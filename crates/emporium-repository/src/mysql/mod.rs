//! MySQL DAO implementations backed by SQLx.

mod address_dao;
mod credit_card_dao;
mod customer_dao;
mod product_dao;
mod purchase_dao;

pub use address_dao::MySqlAddressDao;
pub use credit_card_dao::MySqlCreditCardDao;
pub use customer_dao::MySqlCustomerDao;
pub use product_dao::MySqlProductDao;
pub use purchase_dao::MySqlPurchaseDao;
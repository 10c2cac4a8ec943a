//! AddressDao trait — low-level address data access abstraction.
//!
//! An address is owned 1:1 by a customer, so every operation is keyed by the
//! owning customer's id rather than a key of its own.

use async_trait::async_trait;
use emporium_core::{Address, CustomerId, EmporiumResult, Interface};

/// Low-level address data access object.
#[async_trait]
pub trait AddressDao: Interface + Send + Sync {
    /// Persists the address for the given customer.
    ///
    /// Inserting a second address for the same customer is a conflict.
    async fn create(&self, address: &Address, customer_id: CustomerId)
        -> EmporiumResult<Address>;

    /// Finds the address owned by the given customer.
    async fn find_by_customer_id(&self, customer_id: CustomerId)
        -> EmporiumResult<Option<Address>>;

    /// Deletes the address owned by the given customer. Returns `true` if a
    /// row was deleted.
    async fn delete_by_customer_id(&self, customer_id: CustomerId) -> EmporiumResult<bool>;
}
//! Purchase entity.

use crate::{CustomerId, ProductId, PurchaseId};
use chrono::NaiveDate;
use serde::{Deserialize, Serialize};

/// A single purchase of a product by a customer.
#[derive(Debug, Clone, Serialize, Deserialize)]
pub struct Purchase {
    /// Database-generated key; `None` before insert.
    pub id: Option<PurchaseId>,
    /// Purchasing customer.
    pub customer_id: CustomerId,
    /// Purchased product.
    pub product_id: ProductId,
    pub purchase_date: NaiveDate,
    pub amount: f64,
}

impl Purchase {
    /// Creates a new purchase that has not been persisted yet.
    #[must_use]
    pub fn new(
        customer_id: CustomerId,
        product_id: ProductId,
        purchase_date: NaiveDate,
        amount: f64,
    ) -> Self {
        Self {
            id: None,
            customer_id,
            product_id,
            purchase_date,
            amount,
        }
    }
}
····················
• **Task**
After locating the line that contains "been persisted yet.", output it and the remaining lines of the material above, exactly as they read.

• **Result of the exercise**
    /// Creates a new purchase that has not been persisted yet.
    #[must_use]
    pub fn new(
        customer_id: CustomerId,
        product_id: ProductId,
        purchase_date: NaiveDate,
        amount: f64,
    ) -> Self {
        Self {
            id: None,
            customer_id,
            product_id,
            purchase_date,
            amount,
        }
    }
}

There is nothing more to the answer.